Die Dauerausstellung des Jagdmalers Schütz in der Xaver-Mayr-Galerie in Ebern bekommt "Konkurrenz." Am Kirchweihsonntag wurde in den Räumen der Galerie die Ausstellung des Künstlers Gerhard Rießbeck eröffnet. "Pfarrer Bernd Grosser ist nicht ganz unschuldig, dass die Ausstellung nach Ebern gekommen ist, sagte Stefan Andritschke vom Bürgerverein Ebern vor zahlreichen Besuchern der Vernissage. Die Ausstellung geht bis zum 2. November.

Mit dieser Ausstellung verfolge der Bürgerverein sein Konzept. "Wenn wir nur Bilder von Willi Schütz zeigen, wird das irgendwann für die Besucher uninteressant, weshalb wir gerne anderen Künstlern die Gelegenheit geben, in der Xaver-Mayr-Galerie auszustellen", sagte Andritschke. Der Bürgerverein sei gerne bereit, fränkischen Künstlern ein Forum zu bieten.

Pfarrer Bernd Grosser sagte in seinem Grußwort: "Gerhard Rießbeck kann mehr als nur Luftballons malen, das haben wir schnell gemerkt." Er schaffe es, mit seinen Werken Stimmungen und Gefühle zu wecken, aber auch zu provozieren. Damit spielte der Geistliche auf das Kunstwerk an, welches demnächst in der Christuskirche in Ebern zu sehen sein wird.

"Expeditionsmaler"

Begeistert von den Werken und der Vorstellungskraft des Künstlers Gerhard Rießbeck zeigte sich Professor Ralf Frisch, der Rießbeck vorstellte und einige seiner Werke erläuterte. Es sei ganz gut so, dass man was über Rießbeck erfahre, bevor sein Werk in der evangelischen Christuskirche präsentiert werde. "Ebern scheint mir der Nabel künstlerischer Gegenwartskunst zu sein", sagte Frisch, denn sowohl die evangelische- als auch die katholische Kirche zeigten Werke von Gegenwartskünstlern. Rießbeck sei weit gereist, er wäre quasi ein "Expeditionsmaler."
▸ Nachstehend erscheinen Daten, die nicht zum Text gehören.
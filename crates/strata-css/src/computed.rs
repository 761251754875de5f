//! CSS Computed Style
//!
//! [§ 4.4 Computed Values](https://www.w3.org/TR/css-cascade-4/#computed)
//! "The computed value is the result of resolving the specified value..."
//!
//! The cascade already ran in the browser that produced the capture, so a
//! [`ComputedStyle`] is a plain property map. Lookups of uncaptured
//! properties fall back to the property's initial value.

use std::collections::BTreeMap;

use serde::{Deserialize, Serialize};

use crate::values::border::{BorderSide, Side, parse_border};
use crate::values::color::{Rgba, parse_color};
use crate::values::length::parse_px;
use crate::values::radius::{Corner, parse_corner_radius};

/// Computed styles for an element or pseudo-element.
///
/// Keys are CSS property names in kebab case (`background-color`). Keys given
/// in CSSOM camel case (`backgroundColor`) are converted on insertion, so a
/// capture may use either spelling.
#[derive(Debug, Clone, Default, PartialEq, Eq, Serialize, Deserialize)]
#[serde(
    from = "BTreeMap<String, String>",
    into = "BTreeMap<String, String>"
)]
pub struct ComputedStyle {
    properties: BTreeMap<String, String>,
}

impl ComputedStyle {
    /// An empty style: every lookup yields the initial value.
    #[must_use]
    pub const fn new() -> Self {
        Self {
            properties: BTreeMap::new(),
        }
    }

    /// Build a style from `(property, value)` pairs.
    pub fn from_pairs<'a>(pairs: impl IntoIterator<Item = (&'a str, &'a str)>) -> Self {
        let mut style = Self::new();
        for (name, value) in pairs {
            style.set(name, value);
        }
        style
    }

    /// Set a property. The name is normalized to kebab case.
    pub fn set(&mut self, name: &str, value: &str) {
        let _ = self
            .properties
            .insert(kebab_case(name), value.trim().to_string());
    }

    /// The captured value, if the property was captured.
    #[must_use]
    pub fn get(&self, name: &str) -> Option<&str> {
        self.properties.get(name).map(String::as_str)
    }

    /// The captured value, else the property's initial value, else `""`.
    #[must_use]
    pub fn value(&self, name: &str) -> &str {
        self.get(name)
            .or_else(|| initial_value(name))
            .unwrap_or_default()
    }

    /// Captured properties in name order.
    pub fn iter(&self) -> impl Iterator<Item = (&str, &str)> {
        self.properties
            .iter()
            .map(|(k, v)| (k.as_str(), v.as_str()))
    }

    /// Number of captured properties.
    #[must_use]
    pub fn len(&self) -> usize {
        self.properties.len()
    }

    /// Whether nothing was captured.
    #[must_use]
    pub fn is_empty(&self) -> bool {
        self.properties.is_empty()
    }

    /// [§ 2 'display'](https://www.w3.org/TR/css-display-3/#the-display-properties)
    #[must_use]
    pub fn display(&self) -> &str {
        self.value("display")
    }

    /// [§ 2.6 display: none](https://www.w3.org/TR/css-display-3/#valdef-display-none)
    ///
    /// "The element and its descendants generate no boxes or text runs."
    #[must_use]
    pub fn is_display_none(&self) -> bool {
        self.display() == "none"
    }

    /// Inline-level outer display type (`inline`, `inline-block`,
    /// `inline-flex`, ...).
    #[must_use]
    pub fn is_inline_level(&self) -> bool {
        self.display().starts_with("inline")
    }

    /// Flex container (`flex` or `inline-flex`).
    #[must_use]
    pub fn is_flex_container(&self) -> bool {
        matches!(self.display(), "flex" | "inline-flex")
    }

    /// [§ 11.2 'visibility'](https://www.w3.org/TR/CSS2/visufx.html#visibility)
    #[must_use]
    pub fn is_visibility_hidden(&self) -> bool {
        self.value("visibility") == "hidden"
    }

    /// [§ 3 'overflow'](https://www.w3.org/TR/css-overflow-3/#propdef-overflow)
    ///
    /// True when either axis clips or scrolls.
    #[must_use]
    pub fn clips_overflow(&self) -> bool {
        let overflow = self.value("overflow");
        overflow
            .split_whitespace()
            .any(|keyword| keyword != "visible")
    }

    /// [§ 9.9.1 'z-index'](https://www.w3.org/TR/CSS2/visuren.html#z-index)
    ///
    /// `None` for `auto` or anything that is not a finite integer.
    #[must_use]
    pub fn z_index(&self) -> Option<i32> {
        self.value("z-index").parse::<i32>().ok()
    }

    /// `opacity` as a number, `1.0` when unparsable.
    #[must_use]
    pub fn opacity(&self) -> f64 {
        self.value("opacity")
            .parse::<f64>()
            .ok()
            .filter(|o| o.is_finite())
            .map_or(1.0, |o| o.clamp(0.0, 1.0))
    }

    /// A color-valued property.
    #[must_use]
    pub fn color(&self, name: &str) -> Option<Rgba> {
        parse_color(self.value(name))
    }

    /// A pixel-valued property.
    #[must_use]
    pub fn px(&self, name: &str) -> Option<f64> {
        parse_px(self.value(name))
    }

    /// A pixel-valued property, `0.0` when it is a keyword or missing.
    #[must_use]
    pub fn px_or_zero(&self, name: &str) -> f64 {
        self.px(name).unwrap_or(0.0)
    }

    /// [§ 12.2 The 'content' property](https://www.w3.org/TR/CSS2/generate.html#content)
    ///
    /// "none: The pseudo-element is not generated." `normal` computes to
    /// `none` on `::before`/`::after`.
    #[must_use]
    pub fn generates_content(&self) -> bool {
        let content = self.value("content");
        !content.is_empty() && content != "none" && content != "normal"
    }

    /// The serialized border for one side: the `border-<side>` shorthand when
    /// captured, else rebuilt from its longhands. The color falls back to the
    /// element's `color` (`currentColor`).
    #[must_use]
    pub fn border_side_text(&self, side: Side) -> String {
        let shorthand = format!("border-{}", side.name());
        if let Some(value) = self.get(&shorthand).filter(|v| !v.is_empty()) {
            return value.to_string();
        }
        let width = self.value(&format!("{shorthand}-width"));
        let style = self.value(&format!("{shorthand}-style"));
        let color = self
            .get(&format!("{shorthand}-color"))
            .unwrap_or_else(|| self.value("color"));
        format!("{width} {style} {color}")
    }

    /// A parsed border side.
    #[must_use]
    pub fn border_side(&self, side: Side) -> Option<BorderSide> {
        parse_border(&self.border_side_text(side))
    }

    /// The `border` shorthand: captured as-is, or synthesized when all four
    /// sides serialize identically (as `getComputedStyle().border` does).
    #[must_use]
    pub fn border_shorthand(&self) -> Option<String> {
        if let Some(value) = self.get("border").filter(|v| !v.is_empty()) {
            return Some(value.to_string());
        }
        let [top, rest @ ..] = Side::ALL.map(|side| self.border_side_text(side));
        rest.iter().all(|side| *side == top).then_some(top)
    }

    /// One corner radius in pixels, percentages resolved against `height`.
    #[must_use]
    pub fn corner_radius(&self, corner: Corner, height: f64) -> f64 {
        parse_corner_radius(
            corner,
            self.get(corner.property()),
            self.get("border-radius"),
            height,
        )
        .unwrap_or(0.0)
    }
}

impl From<BTreeMap<String, String>> for ComputedStyle {
    fn from(map: BTreeMap<String, String>) -> Self {
        let mut style = Self::new();
        for (name, value) in &map {
            style.set(name, value);
        }
        style
    }
}

impl From<ComputedStyle> for BTreeMap<String, String> {
    fn from(style: ComputedStyle) -> Self {
        style.properties
    }
}

/// `backgroundColor` → `background-color`. Custom properties and names that
/// are already kebab case pass through.
fn kebab_case(name: &str) -> String {
    let name = name.trim();
    if name.starts_with("--") || !name.chars().any(|c| c.is_ascii_uppercase()) {
        return name.to_string();
    }
    let mut out = String::with_capacity(name.len() + 4);
    for c in name.chars() {
        if c.is_ascii_uppercase() {
            out.push('-');
            out.push(c.to_ascii_lowercase());
        } else {
            out.push(c);
        }
    }
    out
}

/// [§ 7.1 Initial Values](https://www.w3.org/TR/css-cascade-4/#initial-values)
///
/// "Each property has an initial value, defined in the property's
/// definition table."
///
/// Values are given in their computed serialization. Border sides are absent
/// because their color depends on the element's `color`.
#[must_use]
pub fn initial_value(name: &str) -> Option<&'static str> {
    let value = match name {
        "display" => "inline",
        "position" => "static",
        "visibility" => "visible",
        "overflow" | "overflow-x" | "overflow-y" => "visible",
        "opacity" => "1",
        "z-index" => "auto",
        "color" => "rgb(0, 0, 0)",
        "background-color" => "rgba(0, 0, 0, 0)",
        "background-image" => "none",
        "background-size" => "auto",
        "box-shadow" => "none",
        "border-radius"
        | "border-top-left-radius"
        | "border-top-right-radius"
        | "border-bottom-right-radius"
        | "border-bottom-left-radius" => "0px",
        "border-top-width" | "border-right-width" | "border-bottom-width"
        | "border-left-width" => "0px",
        "border-top-style" | "border-right-style" | "border-bottom-style"
        | "border-left-style" => "none",
        "content" => "normal",
        "fill" => "rgb(0, 0, 0)",
        "font-size" => "16px",
        "font-family" => "",
        "line-height" | "letter-spacing" => "normal",
        "text-align" => "start",
        "text-transform" => "none",
        "text-decoration" | "text-decoration-line" => "none",
        "vertical-align" => "baseline",
        "margin-top" | "margin-right" | "margin-bottom" | "margin-left" => "0px",
        "padding-top" | "padding-right" | "padding-bottom" | "padding-left" => "0px",
        "width" | "height" => "auto",
        "flex-direction" => "row",
        "justify-content" | "align-items" => "normal",
        "object-fit" => "fill",
        _ => return None,
    };
    Some(value)
}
Der Künstler finde seine Motive an Grenzen elementarer Landschaften und man habe es mit einem zu tun, der malen könne. "Bei Gerhard Rießbeck sehen wir deutlich, dass Kunst von Können kommt", so Professor Frisch. In seinen Werken sehe man faszinierende Landschaften, ohne sich darin aufhalten zu müssen. "Na ja, Rießbeck malt nicht nur Natur und Menschen sondern auch Bilder, wo Dinge geschehen die nicht real sind."

Seine Bilder entstünden aus Freiheit und Vorstellungskraft, und das mache den Maler zu einem freien Menschen. "Jedes seiner Bilder enthält eine kleine Dosis Gift, etwas verwirrend beim Betrachten." Seine Kunst zeige die Welt, wie sie sich manche gerne ersehnen. Auf das Werk von Rießbeck in der Christuskirche in Ebern eingehend sagte der Professor: "Dieses produziert theologische Diskussionen, und man muss sich schon damit beschäftigen um es zu verstehen."

Schließlich lud Frisch die Besucher der Vernissage zu "einer Reise durch den Kosmos des Künstlers Gerhard Rießbeck" ein, verbunden mit der Hoffnung, dass sich an den Werken des Künstlers Dialoge zwischen den Besuchern entzünden.